* _Exercise brief_:
Pull every line of the entries that has the word "core".

* _Input data_:
--- START ---
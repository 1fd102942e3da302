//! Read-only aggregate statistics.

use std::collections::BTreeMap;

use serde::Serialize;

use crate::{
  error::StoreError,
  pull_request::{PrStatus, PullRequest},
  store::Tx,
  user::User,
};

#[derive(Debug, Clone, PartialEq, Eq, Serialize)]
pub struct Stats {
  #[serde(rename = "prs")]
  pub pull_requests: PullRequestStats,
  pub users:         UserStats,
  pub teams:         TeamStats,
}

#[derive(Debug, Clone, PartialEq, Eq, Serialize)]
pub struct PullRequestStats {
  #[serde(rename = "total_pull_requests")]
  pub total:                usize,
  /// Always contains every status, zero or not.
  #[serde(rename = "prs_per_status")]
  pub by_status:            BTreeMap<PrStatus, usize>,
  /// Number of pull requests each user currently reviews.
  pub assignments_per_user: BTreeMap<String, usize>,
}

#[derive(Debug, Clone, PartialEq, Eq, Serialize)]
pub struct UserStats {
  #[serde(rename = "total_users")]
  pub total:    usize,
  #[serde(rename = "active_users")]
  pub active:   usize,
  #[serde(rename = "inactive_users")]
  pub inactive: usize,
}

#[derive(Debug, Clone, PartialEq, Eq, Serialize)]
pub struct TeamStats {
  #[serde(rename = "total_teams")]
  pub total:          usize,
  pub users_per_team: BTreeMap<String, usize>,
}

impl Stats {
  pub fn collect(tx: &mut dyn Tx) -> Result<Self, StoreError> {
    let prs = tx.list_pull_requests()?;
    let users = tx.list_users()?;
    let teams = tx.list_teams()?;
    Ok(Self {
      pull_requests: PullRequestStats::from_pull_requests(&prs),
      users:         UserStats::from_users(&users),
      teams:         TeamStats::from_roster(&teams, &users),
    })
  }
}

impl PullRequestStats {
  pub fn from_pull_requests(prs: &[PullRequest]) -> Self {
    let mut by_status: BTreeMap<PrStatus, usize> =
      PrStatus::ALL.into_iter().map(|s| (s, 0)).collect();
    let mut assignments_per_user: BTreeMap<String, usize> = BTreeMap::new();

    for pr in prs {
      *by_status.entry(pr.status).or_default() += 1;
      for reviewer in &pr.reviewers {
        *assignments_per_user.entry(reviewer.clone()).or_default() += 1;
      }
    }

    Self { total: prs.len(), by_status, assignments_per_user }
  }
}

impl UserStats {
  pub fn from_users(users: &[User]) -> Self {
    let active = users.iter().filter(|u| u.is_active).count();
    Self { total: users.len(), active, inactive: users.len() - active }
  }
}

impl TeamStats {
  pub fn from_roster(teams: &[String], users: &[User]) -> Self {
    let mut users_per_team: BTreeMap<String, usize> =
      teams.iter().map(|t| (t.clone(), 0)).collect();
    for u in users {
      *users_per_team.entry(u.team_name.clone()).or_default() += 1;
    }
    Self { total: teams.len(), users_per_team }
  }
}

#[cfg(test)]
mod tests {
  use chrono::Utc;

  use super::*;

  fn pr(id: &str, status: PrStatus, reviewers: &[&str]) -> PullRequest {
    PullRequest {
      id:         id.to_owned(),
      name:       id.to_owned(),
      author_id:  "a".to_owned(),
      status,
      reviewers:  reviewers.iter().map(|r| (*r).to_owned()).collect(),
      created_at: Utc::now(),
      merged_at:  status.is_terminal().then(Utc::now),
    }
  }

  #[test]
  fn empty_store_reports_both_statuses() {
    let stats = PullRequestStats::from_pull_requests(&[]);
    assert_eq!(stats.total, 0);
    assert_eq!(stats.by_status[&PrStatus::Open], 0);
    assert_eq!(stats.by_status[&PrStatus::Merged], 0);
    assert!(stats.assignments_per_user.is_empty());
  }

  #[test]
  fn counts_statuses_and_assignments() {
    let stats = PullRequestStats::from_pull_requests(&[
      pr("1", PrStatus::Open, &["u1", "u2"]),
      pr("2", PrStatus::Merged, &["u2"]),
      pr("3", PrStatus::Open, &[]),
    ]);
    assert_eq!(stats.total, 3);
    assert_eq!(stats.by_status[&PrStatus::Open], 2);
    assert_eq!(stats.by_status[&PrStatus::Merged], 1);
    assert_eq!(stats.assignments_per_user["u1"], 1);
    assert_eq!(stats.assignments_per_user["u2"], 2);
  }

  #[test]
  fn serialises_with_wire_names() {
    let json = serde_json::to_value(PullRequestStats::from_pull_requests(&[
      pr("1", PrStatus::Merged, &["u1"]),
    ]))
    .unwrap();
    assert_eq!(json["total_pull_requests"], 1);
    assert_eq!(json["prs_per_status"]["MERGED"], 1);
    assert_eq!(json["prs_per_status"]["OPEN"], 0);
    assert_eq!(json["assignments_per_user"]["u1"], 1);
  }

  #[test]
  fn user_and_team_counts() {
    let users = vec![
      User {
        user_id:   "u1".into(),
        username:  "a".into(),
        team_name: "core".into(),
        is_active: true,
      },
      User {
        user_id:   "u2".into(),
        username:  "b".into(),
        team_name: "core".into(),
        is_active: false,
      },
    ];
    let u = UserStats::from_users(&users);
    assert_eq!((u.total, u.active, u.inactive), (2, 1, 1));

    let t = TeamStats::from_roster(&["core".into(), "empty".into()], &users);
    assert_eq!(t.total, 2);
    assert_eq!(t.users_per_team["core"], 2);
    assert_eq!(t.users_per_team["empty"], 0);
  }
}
--- END ---
* _Response to this task_:
        team_name: "core".into(),
        team_name: "core".into(),
    let t = TeamStats::from_roster(&["core".into(), "empty".into()], &users);
    assert_eq!(t.users_per_team["core"], 2);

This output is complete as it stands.